What is being asked »
Every line from the one with "ParentRef::Item(parent)" to the one with "its numeric id.", including those two, is to be copied exactly; all other lines of the entries below are left out.
[Data for the task — start]
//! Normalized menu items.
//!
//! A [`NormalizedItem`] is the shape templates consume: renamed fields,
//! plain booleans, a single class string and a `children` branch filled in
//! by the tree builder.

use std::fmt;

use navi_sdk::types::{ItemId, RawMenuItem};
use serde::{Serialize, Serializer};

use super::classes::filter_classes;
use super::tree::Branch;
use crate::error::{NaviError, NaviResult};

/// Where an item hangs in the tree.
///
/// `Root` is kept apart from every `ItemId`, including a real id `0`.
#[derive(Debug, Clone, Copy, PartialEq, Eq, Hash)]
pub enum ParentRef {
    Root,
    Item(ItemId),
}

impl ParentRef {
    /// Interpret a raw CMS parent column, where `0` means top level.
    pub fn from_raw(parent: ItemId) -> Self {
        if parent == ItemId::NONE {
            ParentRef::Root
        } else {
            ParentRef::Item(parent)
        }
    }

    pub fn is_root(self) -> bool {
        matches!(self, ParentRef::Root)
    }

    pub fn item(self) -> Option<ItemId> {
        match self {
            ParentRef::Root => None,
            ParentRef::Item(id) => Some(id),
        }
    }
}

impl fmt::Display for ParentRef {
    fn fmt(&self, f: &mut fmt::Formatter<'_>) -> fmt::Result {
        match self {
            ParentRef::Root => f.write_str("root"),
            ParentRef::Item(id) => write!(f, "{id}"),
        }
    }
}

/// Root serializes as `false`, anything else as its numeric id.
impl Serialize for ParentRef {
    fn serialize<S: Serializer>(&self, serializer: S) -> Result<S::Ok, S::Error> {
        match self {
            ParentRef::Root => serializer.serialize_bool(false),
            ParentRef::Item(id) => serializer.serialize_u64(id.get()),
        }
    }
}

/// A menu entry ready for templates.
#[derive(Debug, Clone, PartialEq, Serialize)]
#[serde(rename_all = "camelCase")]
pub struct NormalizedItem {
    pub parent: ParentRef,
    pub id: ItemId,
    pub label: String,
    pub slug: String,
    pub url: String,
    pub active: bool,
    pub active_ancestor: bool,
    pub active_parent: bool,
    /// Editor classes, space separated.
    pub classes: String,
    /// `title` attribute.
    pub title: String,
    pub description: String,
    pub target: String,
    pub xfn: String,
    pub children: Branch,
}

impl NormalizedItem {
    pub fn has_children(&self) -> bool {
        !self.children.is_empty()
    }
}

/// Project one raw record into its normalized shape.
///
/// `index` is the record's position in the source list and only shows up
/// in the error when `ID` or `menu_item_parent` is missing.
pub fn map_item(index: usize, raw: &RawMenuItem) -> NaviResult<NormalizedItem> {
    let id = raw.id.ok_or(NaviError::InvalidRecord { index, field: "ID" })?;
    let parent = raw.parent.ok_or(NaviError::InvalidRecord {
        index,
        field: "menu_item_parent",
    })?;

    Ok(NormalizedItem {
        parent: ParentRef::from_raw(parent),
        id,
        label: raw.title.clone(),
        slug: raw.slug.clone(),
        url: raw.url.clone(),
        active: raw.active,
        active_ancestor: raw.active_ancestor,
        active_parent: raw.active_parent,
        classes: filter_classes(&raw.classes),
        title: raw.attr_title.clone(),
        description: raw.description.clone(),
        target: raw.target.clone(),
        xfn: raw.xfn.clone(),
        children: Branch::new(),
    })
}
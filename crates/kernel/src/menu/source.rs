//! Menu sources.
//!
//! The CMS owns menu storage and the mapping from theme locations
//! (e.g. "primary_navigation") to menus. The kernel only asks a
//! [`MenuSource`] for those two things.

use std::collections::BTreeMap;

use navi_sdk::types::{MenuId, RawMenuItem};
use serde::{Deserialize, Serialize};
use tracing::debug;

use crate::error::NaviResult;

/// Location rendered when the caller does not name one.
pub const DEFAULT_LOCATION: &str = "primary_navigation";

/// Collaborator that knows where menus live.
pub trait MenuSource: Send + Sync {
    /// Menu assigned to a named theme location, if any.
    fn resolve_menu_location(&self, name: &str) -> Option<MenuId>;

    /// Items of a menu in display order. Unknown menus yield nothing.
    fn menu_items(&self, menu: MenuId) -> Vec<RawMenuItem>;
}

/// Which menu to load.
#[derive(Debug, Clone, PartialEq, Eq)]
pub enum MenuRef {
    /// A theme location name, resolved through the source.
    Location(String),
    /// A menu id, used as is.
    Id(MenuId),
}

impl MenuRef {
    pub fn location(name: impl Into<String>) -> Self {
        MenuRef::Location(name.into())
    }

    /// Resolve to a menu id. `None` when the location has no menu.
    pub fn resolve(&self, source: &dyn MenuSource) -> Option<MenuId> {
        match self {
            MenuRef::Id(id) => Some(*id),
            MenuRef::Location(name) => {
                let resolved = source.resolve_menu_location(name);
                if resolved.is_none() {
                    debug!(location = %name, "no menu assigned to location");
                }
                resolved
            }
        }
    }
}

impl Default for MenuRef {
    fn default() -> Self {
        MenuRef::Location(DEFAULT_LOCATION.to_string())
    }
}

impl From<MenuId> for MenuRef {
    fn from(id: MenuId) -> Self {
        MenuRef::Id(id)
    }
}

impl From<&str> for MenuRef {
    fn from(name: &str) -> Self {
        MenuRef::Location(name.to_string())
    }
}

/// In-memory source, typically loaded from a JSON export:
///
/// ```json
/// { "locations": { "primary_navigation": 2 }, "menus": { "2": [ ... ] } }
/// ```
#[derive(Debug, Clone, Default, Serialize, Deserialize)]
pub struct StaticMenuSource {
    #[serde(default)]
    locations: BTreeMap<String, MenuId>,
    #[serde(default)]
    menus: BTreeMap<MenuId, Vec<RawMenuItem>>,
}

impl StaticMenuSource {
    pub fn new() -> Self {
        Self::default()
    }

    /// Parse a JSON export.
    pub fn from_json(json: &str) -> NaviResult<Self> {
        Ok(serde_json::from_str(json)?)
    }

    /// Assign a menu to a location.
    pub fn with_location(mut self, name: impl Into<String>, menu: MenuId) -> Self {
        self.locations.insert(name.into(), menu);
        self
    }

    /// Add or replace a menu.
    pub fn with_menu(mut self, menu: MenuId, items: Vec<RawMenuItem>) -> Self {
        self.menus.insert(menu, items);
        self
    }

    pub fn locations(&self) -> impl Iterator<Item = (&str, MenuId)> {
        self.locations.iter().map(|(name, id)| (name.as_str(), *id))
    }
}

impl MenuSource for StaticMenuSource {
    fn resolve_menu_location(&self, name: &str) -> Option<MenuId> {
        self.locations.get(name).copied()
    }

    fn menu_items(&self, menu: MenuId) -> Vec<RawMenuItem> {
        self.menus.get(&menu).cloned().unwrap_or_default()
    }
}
[Data for the task — finish]
Response »
            ParentRef::Item(parent)
        }
    }

    pub fn is_root(self) -> bool {
        matches!(self, ParentRef::Root)
    }

    pub fn item(self) -> Option<ItemId> {
        match self {
            ParentRef::Root => None,
            ParentRef::Item(id) => Some(id),
        }
    }
}

impl fmt::Display for ParentRef {
    fn fmt(&self, f: &mut fmt::Formatter<'_>) -> fmt::Result {
        match self {
            ParentRef::Root => f.write_str("root"),
            ParentRef::Item(id) => write!(f, "{id}"),
        }
    }
}

/// Root serializes as `false`, anything else as its numeric id.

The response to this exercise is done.